11. Don’t neglect accommodations. The exemptions process isn’t over when your agency grants (or denies) a request. “Each employee requesting an exemption is entitled under federal law to an individualized interactive process,” Maguire explains. “This means, after granting an exemption, the employer and employee should explore all additional precautions (accommodations) that may be available for that particular employee to be able to perform his or her job safely as an unvaccinated individual under CMS’ rule,” she says.

“CMS has provided examples of additional precautions (accommodations) that should be explored with each qualifying employee, such as reassignment to non-patient care areas, with PPE, if available [and] telework, if available,” Maguire offers.

Given the staffing shortage, many agencies will want to keep their exempted field staff providing direct patient care. They may institute additional precautions/accommodations, such as periodic testing, Markette notes. Or many agencies may feel that their current infection control (IC) practices, which have proven to prevent transmission, will suffice as accommodations, he offers.

Another option: If your staffing situation permits it, you may consider an alternative. “While CMS did not list unpaid leave as an additional precaution (accommodation), hospices should consider unpaid leave before termination if no other accommodations are available,” Maguire recommends. “Courts have found that unpaid leave may be an acceptable accommodation.”

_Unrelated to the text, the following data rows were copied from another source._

//! Period keys and the windows used for headline totals.
//!
//! Headline windows for `week` and `year` are rolling (trailing 7 / 365 days
//! ending at "now"); `month` is the calendar month. The trend chart buckets
//! by calendar instead (see [`crate::trend`]).

use core::str::FromStr;

use chrono::{DateTime, Datelike, Duration, Utc};
use serde::{Deserialize, Serialize};

use larder_core::DomainError;

#[derive(Debug, Clone, Copy, PartialEq, Eq, Hash, Serialize, Deserialize)]
#[serde(rename_all = "lowercase")]
pub enum Granularity {
    Week,
    Month,
    Year,
}

impl Granularity {
    pub fn as_str(&self) -> &'static str {
        match self {
            Granularity::Week => "week",
            Granularity::Month => "month",
            Granularity::Year => "year",
        }
    }
}

impl core::fmt::Display for Granularity {
    fn fmt(&self, f: &mut core::fmt::Formatter<'_>) -> core::fmt::Result {
        f.write_str(self.as_str())
    }
}

impl FromStr for Granularity {
    type Err = DomainError;

    fn from_str(s: &str) -> Result<Self, Self::Err> {
        match s.trim().to_ascii_lowercase().as_str() {
            "week" => Ok(Granularity::Week),
            "month" => Ok(Granularity::Month),
            "year" => Ok(Granularity::Year),
            other => Err(DomainError::invalid_granularity(format!(
                "expected week, month or year (got {other:?})"
            ))),
        }
    }
}

/// A set of instants a record's `consumed_date` is tested against.
#[derive(Debug, Clone, Copy, PartialEq, Eq, Serialize)]
#[serde(tag = "kind", rename_all = "snake_case")]
pub enum PeriodWindow {
    /// `start < t <= end`
    Rolling {
        start: DateTime<Utc>,
        end: DateTime<Utc>,
    },
    CalendarMonth { year: i32, month: u32 },
}

impl PeriodWindow {
    pub fn current(granularity: Granularity, now: DateTime<Utc>) -> Self {
        match granularity {
            Granularity::Week => Self::trailing(now, 7, 0),
            Granularity::Year => Self::trailing(now, 365, 0),
            Granularity::Month => Self::CalendarMonth {
                year: now.year(),
                month: now.month(),
            },
        }
    }

    /// The window immediately before [`Self::current`].
    pub fn previous(granularity: Granularity, now: DateTime<Utc>) -> Self {
        match granularity {
            Granularity::Week => Self::trailing(now, 7, 1),
            Granularity::Year => Self::trailing(now, 365, 1),
            Granularity::Month => {
                let (year, month) = if now.month() == 1 {
                    (now.year() - 1, 12)
                } else {
                    (now.year(), now.month() - 1)
                };
                Self::CalendarMonth { year, month }
            }
        }
    }

    /// The `periods_back`-th window of `days` days ending at `now`.
    fn trailing(now: DateTime<Utc>, days: i64, periods_back: i64) -> Self {
        let end = now - Duration::days(days * periods_back);
        Self::Rolling {
            start: end - Duration::days(days),
            end,
        }
    }

    pub fn contains(&self, at: DateTime<Utc>) -> bool {
        match *self {
            PeriodWindow::Rolling { start, end } => at > start && at <= end,
            PeriodWindow::CalendarMonth { year, month } => at.year() == year && at.month() == month,
        }
    }
}
//! Currency amounts.
//!
//! Amounts are fixed-point decimals, never binary floats, so chains of partial
//! consumptions cannot drift. The engine is currency-agnostic: a `Money` is a
//! bare amount and formatting belongs to collaborators.

use core::iter::Sum;
use core::ops::{Add, AddAssign, Neg, Sub, SubAssign};

use rust_decimal::prelude::ToPrimitive;
use rust_decimal::{Decimal, RoundingStrategy};
use serde::{Deserialize, Serialize};

use crate::value_object::ValueObject;

const SHARE_DP: u32 = 10;

/// Largest amount (in whole currency units) an item or record may carry.
pub const MAX_WHOLE_UNITS: i64 = 1_000_000_000_000_000;

/// A signed currency amount.
///
/// Item costs are non-negative (enforced by the item store); differences
/// between periods may be negative.
#[derive(Debug, Copy, Clone, Default, PartialEq, Eq, PartialOrd, Ord, Hash, Serialize, Deserialize)]
#[serde(transparent)]
pub struct Money(Decimal);

impl ValueObject for Money {}

impl Money {
    pub const ZERO: Money = Money(Decimal::ZERO);

    pub fn new(amount: Decimal) -> Self {
        Self(amount)
    }

    /// Amount from an integer number of hundredths (e.g. `399` is `3.99`).
    pub fn from_cents(cents: i64) -> Self {
        Self(Decimal::new(cents, 2))
    }

    pub fn amount(&self) -> Decimal {
        self.0
    }

    pub fn is_zero(&self) -> bool {
        self.0.is_zero()
    }

    pub fn is_negative(&self) -> bool {
        self.0.is_sign_negative() && !self.0.is_zero()
    }

    pub fn abs(&self) -> Self {
        Self(self.0.abs())
    }

    /// Cost of one unit when this amount covers `quantity` units.
    ///
    /// Returns `None` for a zero quantity.
    pub fn per_unit(&self, quantity: u32) -> Option<Self> {
        self.0.checked_div(Decimal::from(quantity)).map(Self)
    }

    /// This (unit) amount multiplied by a unit count. `None` on overflow.
    pub fn times(&self, quantity: u32) -> Option<Self> {
        self.0.checked_mul(Decimal::from(quantity)).map(Self)
    }

    /// `percent`% of this amount (`percent` in 0..=100 for consumption shares).
    ///
    /// The result is never finer than this amount's own scale (or
    /// `SHARE_DP`, whichever is larger), so `self - self.percent(p)` is exact.
    /// `None` on overflow.
    pub fn percent(&self, percent: Decimal) -> Option<Self> {
        let dp = self.0.scale().max(SHARE_DP);
        let share = self.0.checked_mul(percent)?.checked_div(Decimal::ONE_HUNDRED)?;
        Some(Self(
            share.round_dp_with_strategy(dp, RoundingStrategy::MidpointAwayFromZero),
        ))
    }

    pub fn checked_add(&self, rhs: Money) -> Option<Self> {
        self.0.checked_add(rhs.0).map(Self)
    }

    /// True when the magnitude is above [`MAX_WHOLE_UNITS`].
    ///
    /// Item costs and ledger amounts are capped so that period sums over any
    /// realistic history stay far from `Decimal`'s range.
    pub fn exceeds_limit(&self) -> bool {
        self.0.abs() > Decimal::from(MAX_WHOLE_UNITS)
    }

    /// Rounded to two decimal places, midpoints away from zero.
    pub fn round_currency(&self) -> Self {
        Self(
            self.0
                .round_dp_with_strategy(2, RoundingStrategy::MidpointAwayFromZero),
        )
    }

    /// Lossy conversion for chart scaling and angle math.
    pub fn to_f64(&self) -> f64 {
        self.0.to_f64().unwrap_or(0.0)
    }
}

impl core::fmt::Display for Money {
    fn fmt(&self, f: &mut core::fmt::Formatter<'_>) -> core::fmt::Result {
        core::fmt::Display::fmt(&self.0.normalize(), f)
    }
}

impl From<Decimal> for Money {
    fn from(value: Decimal) -> Self {
        Self(value)
    }
}

impl From<Money> for Decimal {
    fn from(value: Money) -> Self {
        value.0
    }
}

impl Add for Money {
    type Output = Money;

    fn add(self, rhs: Money) -> Money {
        Money(self.0 + rhs.0)
    }
}

impl AddAssign for Money {
    fn add_assign(&mut self, rhs: Money) {
        self.0 += rhs.0;
    }
}

impl Sub for Money {
    type Output = Money;

    fn sub(self, rhs: Money) -> Money {
        Money(self.0 - rhs.0)
    }
}

impl SubAssign for Money {
    fn sub_assign(&mut self, rhs: Money) {
        self.0 -= rhs.0;
    }
}

impl Neg for Money {
    type Output = Money;

    fn neg(self) -> Money {
        Money(-self.0)
    }
}

impl Sum for Money {
    fn sum<I: Iterator<Item = Money>>(iter: I) -> Money {
        iter.fold(Money::ZERO, Add::add)
    }
}

impl<'a> Sum<&'a Money> for Money {
    fn sum<I: Iterator<Item = &'a Money>>(iter: I) -> Money {
        iter.copied().sum()
    }
}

Make sure you don’t frame any accommodations you offer — testing or otherwise — as “punishments” for not getting vaccinated, Markette stresses. Retaliation for exempted employees is illegal under anti-discrimination laws.

12. Defer to the EEOC. Markette’s clients have been asking how strict they need to be in processing exemption requests, he reports. Keep in mind that agencies are still subject to the ADA, Title VII of the Civil Rights Act, and other federal laws governing discrimination in the workplace, he points out.

“CMS encourages facilities to review the Equal Employment Opportunity Commission’s Compliance Manual on Religious Discrimination for more information on religious exemptions,” the agency says in its FAQs.

The same should go for disability-related exemptions, Markette says. “After the ADA was modified, the EEOC has taken the position that employers should not spend a lot of time on the question of whether the employee is disabled, but focus on the issue of accommodation,” he says.

Agencies that try to put their own restrictions on exemptions protected by federal law may find themselves facing an EEOC investigation and a discrimination lawsuit, Markette warns.

Tip: “Hospices will be on the safest possible ground by offering broad, unscrutinized religious exemptions, consistent with … our First Amendment,” advises attorney Brian Daucher with Sheppard Mullin in Costa Mesa, California.

13. Don’t leave education out of your P&Ps — or documentation. The CMS guidance to surveyors issued at the end of December includes a duty not required specifically in the IFC, Markette notes — education on vaccinations.

The vaccination mandate rule notes that “this IFC does not expressly require COVID-19 vaccine counseling or education,” but “we anticipate that some providers and suppliers will conduct such activities as a part of their procedures for ensuring compliance with the provisions of this rule.”

But CMS’ guidance to surveyors regarding HHAs instructs them to “determine if [unvaccinated staff ] have been educated and offered vaccination” and to “request to see [the] employee record of the staff education of the HHA policy and procedure regarding unvaccinated individuals.” The same goes in the hospice survey guidance on the mandate.

“Providers will likely educate their staff about the vaccine policy and procedure” anyway, Markette allows. “But this is now an official part of the survey,” he warns.

That means “agencies will need to be sure they document efforts to educate staff about the vaccine,” he advises. And “agencies may want to document their efforts to address vaccine hesitancy more generally, because it seems that CMS is expecting agencies to attempt to convince personnel who raised objections to getting vaccinated to drop their objections and receive the vaccine,” he suggests.